Dixon ran his eye along the lines of black dots, which seemed to go up and down a good deal, and was able to assure himself that everyone was going to have to sing all the time. He'd had a bad setback twenty minutes ago in some Brahms rubbish which began with ten seconds or so of unsupported tenor - more accurately, of unsupported Goldsmith, who'd twice dried up in face of a tricky interval and left him opening and shutting his mouth in silence. He now cautiously reproduced the note Goldsmith was humming and found the effect pleasing rather than the reverse. Why hadn't they had the decency to ask him if he'd like to join in, instead of driving him up on to this platform arrangement and forcing sheets of paper into his hand?
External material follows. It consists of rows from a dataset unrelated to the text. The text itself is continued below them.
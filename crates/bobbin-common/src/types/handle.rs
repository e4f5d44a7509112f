use crate::types::IdentifierError;
use regex::Regex;
use serde::{Deserialize, Deserializer, Serialize, de::Error};
use smol_str::SmolStr;
use std::fmt;
use std::sync::LazyLock;
use std::{ops::Deref, str::FromStr};

/// Regex for handle validation.
///
/// Dot-separated labels of 1 to 63 characters, alphanumeric or hyphen, never
/// starting or ending with a hyphen. At least two labels, and the final label
/// must begin with a letter.
pub static HANDLE_REGEX: LazyLock<Regex> = LazyLock::new(|| {
    Regex::new(r"^([a-zA-Z0-9]([a-zA-Z0-9-]{0,61}[a-zA-Z0-9])?\.)+[a-zA-Z]([a-zA-Z0-9-]{0,61}[a-zA-Z0-9])?$").unwrap()
});

/// Maximum handle length.
pub const MAX_HANDLE_LEN: usize = 253;

/// True if `s` is a syntactically valid handle.
pub fn is_valid_handle(s: &str) -> bool {
    s.len() <= MAX_HANDLE_LEN && HANDLE_REGEX.is_match(s)
}

/// Canonical form of a handle string: surrounding whitespace trimmed, ASCII
/// lowercased.
///
/// Idempotent, and never turns a valid handle into an invalid one.
pub fn normalize_handle(s: &str) -> String {
    s.trim().to_ascii_lowercase()
}

/// Normalize and validate in one step.
pub fn as_normalized_handle(s: &str) -> Option<Handle> {
    let normalized = normalize_handle(s);
    is_valid_handle(&normalized).then(|| Handle(SmolStr::new(normalized)))
}

/// A validated, normalized (lowercase) handle such as `alice.example.com`.
#[derive(Clone, PartialEq, Eq, Serialize, Hash, PartialOrd, Ord)]
#[serde(transparent)]
#[repr(transparent)]
pub struct Handle(SmolStr);

impl Handle {
    /// Fallible constructor. Strips a leading `@` or `at://`, normalizes, then
    /// validates.
    pub fn new(handle: impl AsRef<str>) -> Result<Self, IdentifierError> {
        let raw = handle.as_ref();
        let stripped = raw.trim();
        let stripped = stripped
            .strip_prefix("at://")
            .or_else(|| stripped.strip_prefix('@'))
            .unwrap_or(stripped);
        if stripped.len() > MAX_HANDLE_LEN {
            return Err(IdentifierError::invalid_handle(raw, "too long"));
        }
        as_normalized_handle(stripped)
            .ok_or_else(|| IdentifierError::invalid_handle(raw, "not a valid domain name"))
    }

    /// Get the handle as a string slice
    pub fn as_str(&self) -> &str {
        &self.0
    }
}

impl FromStr for Handle {
    type Err = IdentifierError;

    fn from_str(s: &str) -> Result<Self, Self::Err> {
        Self::new(s)
    }
}

impl<'de> Deserialize<'de> for Handle {
    fn deserialize<D>(deserializer: D) -> Result<Self, D::Error>
    where
        D: Deserializer<'de>,
    {
        let value = SmolStr::deserialize(deserializer)?;
        Self::new(&value).map_err(D::Error::custom)
    }
}

impl fmt::Display for Handle {
    fn fmt(&self, f: &mut fmt::Formatter<'_>) -> fmt::Result {
        f.write_str(&self.0)
    }
}

impl fmt::Debug for Handle {
    fn fmt(&self, f: &mut fmt::Formatter<'_>) -> fmt::Result {
        write!(f, "@{}", self.0)
    }
}

impl From<Handle> for String {
    fn from(value: Handle) -> Self {
        value.0.to_string()
    }
}

impl From<Handle> for SmolStr {
    fn from(value: Handle) -> Self {
        value.0
    }
}

impl AsRef<str> for Handle {
    fn as_ref(&self) -> &str {
        self.as_str()
    }
}

impl Deref for Handle {
    type Target = str;

    fn deref(&self) -> &Self::Target {
        self.as_str()
    }
}
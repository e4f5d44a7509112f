use std::io::Cursor;

use bobbin::cli::{Args, Command, PromptBrowser, RefreshArg, describe_identity};
use bobbin::common::{Did, DidDocument, Handle};
use bobbin::identity::resolver::{IdentityWarning, ResolvedIdentity};
use bobbin::oauth::{BrowserLauncher, BrowserOutcome, RefreshPolicy};
use clap::Parser;
use serde_json::json;
use url::Url;

const ALICE_DID: &str = "did:plc:z72i7hdynmk6r22z27h6abc2";

#[test]
fn defaults_produce_valid_client_metadata() {
    let args = Args::try_parse_from(["bobbin", "client-metadata"]).unwrap();
    assert_eq!(args.command, Command::ClientMetadata);

    let metadata = args.client_metadata().client_metadata().unwrap();
    assert_eq!(metadata.application_type, "native");
    assert_eq!(metadata.token_endpoint_auth_method, "none");
    assert!(metadata.dpop_bound_access_tokens);
    assert_eq!(
        metadata.redirect_uris[0].as_str(),
        "com.example.bobbin:/callback"
    );
}

#[test]
fn custom_client_options() {
    let args = Args::try_parse_from([
        "bobbin",
        "--client-id",
        "https://app.example.org/oauth/client.json",
        "--redirect-uri",
        "org.example.app:/oauth",
        "--client-name",
        "Example",
        "--store",
        "/tmp/elsewhere.json",
        "login",
        "alice.example.com",
    ])
    .unwrap();
    assert_eq!(
        args.command,
        Command::Login {
            identifier: "alice.example.com".into()
        }
    );
    let client = args.client_metadata();
    assert_eq!(client.client_name.as_deref(), Some("Example"));
    assert_eq!(
        client.client_id.as_str(),
        "https://app.example.org/oauth/client.json"
    );
    assert_eq!(args.store.to_str(), Some("/tmp/elsewhere.json"));
}

#[test]
fn restore_takes_optional_did_and_policy() {
    let args = Args::try_parse_from(["bobbin", "restore"]).unwrap();
    assert_eq!(
        args.command,
        Command::Restore {
            did: None,
            refresh: RefreshArg::Auto
        }
    );

    let args =
        Args::try_parse_from(["bobbin", "restore", ALICE_DID, "--refresh", "never"]).unwrap();
    let Command::Restore { did, refresh } = args.command else {
        panic!("expected restore");
    };
    assert_eq!(did.unwrap().as_str(), ALICE_DID);
    assert_eq!(RefreshPolicy::from(refresh), RefreshPolicy::Never);
}

#[test]
fn account_commands_reject_invalid_dids() {
    assert!(Args::try_parse_from(["bobbin", "logout", "alice.example.com"]).is_err());
    assert!(Args::try_parse_from(["bobbin", "refresh", "did:plc:"]).is_err());
    assert!(Args::try_parse_from(["bobbin", "refresh", ALICE_DID]).is_ok());
}

#[tokio::test]
async fn prompt_browser_reads_redirect() {
    let browser = PromptBrowser::new(
        Cursor::new(b"com.example.bobbin:/callback?code=abc&state=xyz\n".to_vec()),
        Vec::new(),
    );
    let url = Url::parse("https://auth.example.com/oauth/authorize?request_uri=urn:x").unwrap();
    let outcome = browser.open(&url, "com.example.bobbin").await.unwrap();
    let BrowserOutcome::Redirect(redirect) = outcome else {
        panic!("expected a redirect");
    };
    assert_eq!(redirect.query(), Some("code=abc&state=xyz"));

    let (_, output) = browser.into_inner();
    let printed = String::from_utf8(output).unwrap();
    assert!(printed.contains(url.as_str()));
}

#[tokio::test]
async fn empty_line_cancels() {
    let browser = PromptBrowser::new(Cursor::new(b"\n".to_vec()), Vec::new());
    let url = Url::parse("https://auth.example.com/oauth/authorize").unwrap();
    assert_eq!(
        browser.open(&url, "com.example.bobbin").await.unwrap(),
        BrowserOutcome::Cancelled
    );

    let closed = PromptBrowser::new(Cursor::new(Vec::new()), Vec::new());
    assert_eq!(
        closed.open(&url, "com.example.bobbin").await.unwrap(),
        BrowserOutcome::Cancelled
    );
}

#[tokio::test]
async fn garbage_input_is_an_error() {
    let browser = PromptBrowser::new(Cursor::new(b"not a url\n".to_vec()), Vec::new());
    let url = Url::parse("https://auth.example.com/oauth/authorize").unwrap();
    assert!(browser.open(&url, "com.example.bobbin").await.is_err());
}

#[test]
fn identity_summary_marks_unverified_handle() {
    let did_document: DidDocument = serde_json::from_value(json!({
        "id": ALICE_DID,
        "service": [{
            "id": "#atproto_pds",
            "type": "AtprotoPersonalDataServer",
            "serviceEndpoint": "https://pds.example.com"
        }]
    }))
    .unwrap();
    let identity = ResolvedIdentity {
        did: Did::new(ALICE_DID).unwrap(),
        did_document,
        pds_url: Url::parse("https://pds.example.com").unwrap(),
        handle: None,
        warnings: vec![IdentityWarning::HandleAliasMismatch {
            expected: Handle::new("mallory.example.com").unwrap(),
        }],
    };
    let summary = describe_identity(&identity);
    assert!(summary.starts_with(ALICE_DID));
    assert!(summary.contains("handle: handle.invalid"));
    assert!(summary.contains("mallory.example.com"));
}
The madrigal began at the bidding of Welch's arthritic forefinger. Dixon kept his head down, moved his mouth as little as possible consistent with being unmistakably seen to move it, and looked through the words the others were singing. 'When from my love I looked for love, and kind affections due,' he read, 'too well I found her vows to prove most faithless and untrue. But when I did ask her why…' He looked over at Margaret, who was singing away happily enough - she turned out regularly during the winter with the choir of the local Conservative Association - and wondered what changes in their circumstances and temperaments would be necessary to make the words of the madrigal apply, however remotely, to himself and her. She'd made vows to him, or avowals anyway, which was perhaps all the writer had meant. But if he'd meant what he seemed to mean by 'kind affections due', then Dixon had never 'looked for' any of these from Margaret. Perhaps he should: after all, people were doing it all the time. It was a pity she wasn't a bit better-looking. One of these days, though, he would try, and see what happened.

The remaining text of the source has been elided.